Further and higher education college in Blackpool, UK

Blackpool and The Fylde College (B&FC) is a further and higher education college in Blackpool, Lancashire, England.

The college is a Regional Teaching Partner of Lancaster University and offers full and part-time further education, higher education and vocational courses along with apprenticeships. From September 2016 the college also holds its own foundation degree awarding powers.

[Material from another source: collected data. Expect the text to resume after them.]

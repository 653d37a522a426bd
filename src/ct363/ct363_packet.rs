use thiserror::Error;

/// Number of finger records in every packet, and number of tracking slots.
pub const MAX_POINTS: usize = 10;
/// Largest accepted X coordinate.
pub const MAX_X: u16 = 1024;
/// Largest accepted Y coordinate.
pub const MAX_Y: u16 = 768;
/// Size of one finger record on the wire.
pub const RECORD_SIZE: usize = 8;
/// Size of a full packet.
pub const PACKET_SIZE: usize = MAX_POINTS * RECORD_SIZE;

/// Coordinate byte value the controller uses to mark an empty record.
pub const SENTINEL: u8 = 0xFF;

#[derive(Debug, Clone, Copy, PartialEq, Eq, Error)]
pub enum DecodeError {
    #[error("short packet buffer: expected {expected} bytes, got {actual}")]
    ShortBuffer { expected: usize, actual: usize },
}

/// Action code carried in the low three bits of the status byte.
#[derive(Debug, Clone, Copy, PartialEq, Eq)]
pub enum FingerStatus {
    Down,
    Move,
    Up,
    Invalid(u8),
}

impl FingerStatus {
    pub fn from_bits(bits: u8) -> Self {
        match bits & 0x07 {
            1 => FingerStatus::Down,
            2 => FingerStatus::Move,
            3 => FingerStatus::Up,
            other => FingerStatus::Invalid(other),
        }
    }

    pub fn bits(self) -> u8 {
        match self {
            FingerStatus::Down => 1,
            FingerStatus::Move => 2,
            FingerStatus::Up => 3,
            FingerStatus::Invalid(bits) => bits & 0x07,
        }
    }

    /// Down and Move are the only codes that describe a finger on the panel.
    pub fn is_touching(self) -> bool {
        matches!(self, FingerStatus::Down | FingerStatus::Move)
    }
}

/// One finger record exactly as the controller reports it.
///
/// Wire layout (8 bytes):
///
/// | byte | bits  | field      |
/// |------|-------|------------|
/// | 0    | 0..8  | `x_high`   |
/// | 1    | 0..8  | `y_high`   |
/// | 2    | 0..4  | `y_low`    |
/// | 2    | 4..8  | `x_low`    |
/// | 3    | 0..3  | `status`   |
/// | 3    | 3..8  | `id`       |
/// | 4    | 0..8  | `area`     |
/// | 5    | 0..8  | `pressure` |
/// | 6..8 |       | reserved   |
#[derive(Clone, Copy, Debug, Default, PartialEq, Eq)]
pub struct RawFingerRecord {
    pub x_high: u8,
    pub y_high: u8,
    pub x_low: u8,
    pub y_low: u8,
    pub status: u8,
    /// Hardware slot id, 1-based. Not related to the record's position in the packet.
    pub id: u8,
    pub area: u8,
    pub pressure: u8,
}

impl RawFingerRecord {
    /// Record with sentinel coordinates, as sent for an unused slot.
    pub const EMPTY: Self = Self {
        x_high: SENTINEL,
        y_high: SENTINEL,
        x_low: 0x0F,
        y_low: 0x0F,
        status: 0x07,
        id: 0x1F,
        area: SENTINEL,
        pressure: SENTINEL,
    };

    /// Unpack a record from its wire bytes.
    pub fn from_bytes(bytes: &[u8; RECORD_SIZE]) -> Self {
        let [x_high, y_high, low, status_id, area, pressure, _, _] = *bytes;

        Self {
            x_high,
            y_high,
            x_low: low >> 4,
            y_low: low & 0x0F,
            status: status_id & 0x07,
            id: status_id >> 3,
            area,
            pressure,
        }
    }

    /// Pack the record back into wire bytes. Reserved bytes are zero.
    pub fn to_bytes(&self) -> [u8; RECORD_SIZE] {
        [
            self.x_high,
            self.y_high,
            ((self.x_low & 0x0F) << 4) | (self.y_low & 0x0F),
            ((self.id & 0x1F) << 3) | (self.status & 0x07),
            self.area,
            self.pressure,
            0,
            0,
        ]
    }

    pub fn status(&self) -> FingerStatus {
        FingerStatus::from_bits(self.status)
    }

    /// Reconstructed 12-bit X coordinate.
    pub fn x(&self) -> u16 {
        (u16::from(self.x_high) << 4) | u16::from(self.x_low & 0x0F)
    }

    /// Reconstructed 12-bit Y coordinate.
    pub fn y(&self) -> u16 {
        (u16::from(self.y_high) << 4) | u16::from(self.y_low & 0x0F)
    }

    /// Sanity filter applied before any bounds checking: no sentinel
    /// coordinate bytes and a Down or Move status.
    pub fn is_plausible(&self) -> bool {
        self.x_high != SENTINEL && self.y_high != SENTINEL && self.status().is_touching()
    }
}

/// Split a raw packet into its finger records, in buffer order.
///
/// Trailing bytes past [`PACKET_SIZE`] are ignored. Field contents are not
/// validated here; see [`RawFingerRecord::is_plausible`].
pub fn decode_packet(buf: &[u8]) -> Result<[RawFingerRecord; MAX_POINTS], DecodeError> {
    let packet = buf.get(..PACKET_SIZE).ok_or(DecodeError::ShortBuffer {
        expected: PACKET_SIZE,
        actual: buf.len(),
    })?;

    // `packet` is exactly PACKET_SIZE long, so every index below is in bounds.
    Ok(std::array::from_fn(|i| {
        let offset = i * RECORD_SIZE;
        RawFingerRecord::from_bytes(&std::array::from_fn(|j| packet[offset + j]))
    }))
}

/// Build a full packet from records, in buffer order.
pub fn encode_packet(records: &[RawFingerRecord; MAX_POINTS]) -> [u8; PACKET_SIZE] {
    let mut buf = [0u8; PACKET_SIZE];
    for (chunk, record) in buf.chunks_exact_mut(RECORD_SIZE).zip(records) {
        chunk.copy_from_slice(&record.to_bytes());
    }
    buf
}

Facilities include four main campuses located across the Fylde Coast. The sites in Fleetwood form a specialised Nautical campus, which teaches courses for merchant seafarers and offshore workers. As well as delivering a broad portfolio of accredited safety, survival and fire training courses, qualifications are also awarded by the Scottish Qualifications Authority, Lancaster University as well as the college itself.

==History==

In Fleetwood, a school for fisherman was opened in 1892. The history of B&FC dates back to 1892's opening of Fleetwood's School for Fishermen, which later developed into the Nautical campus. A technical college was built in 1936. Blackpool Technical College (B&FC's Palatine Road site, later expanded into Blackpool Technical College and School of Art) opened in 1937, and expanded again to include the Bispham site c.1970 (Hall, A Hundred Years of Blackpool Education, Blackpool Education Committee, 1970). The Fleetwood and Blackpool colleges combined into B&FC in 1987. In 1987, the nautical college merged with Blackpool and Fylde College, becoming Blackpool and The Fylde College.

The college's Lytham site has been converted to provide sixth form facilities, in conjunction with Lytham St Annes Technology and Performing Arts College. In 2009, it opened a new facility. In 2013, it had four main campuses and 70 learning centers. It had around 16,000 students.

In 2025, it had 9 locations listed on its website. Also in 2025, the city of Blackpool finalized a plan to begin construction on a new campus for the university in its town centre, meant to bring up to 3,000 people and set to open in 2027. The city had started purchasing land for the project in 2024, with both Blackpool and the Fylde College and Lancaster University to use the buildings.

==Campuses==
- Bispham
- Gateway
- Fleetwood Nautical
- Seasiders Learning
- University Centre
- Lancashire Energy HQ

==Students' Union==
B&FC Students' Union is affiliated with the NUS and works in partnership with the college. The SU represents students on a range of issues, including equality and diversity, education and social activities.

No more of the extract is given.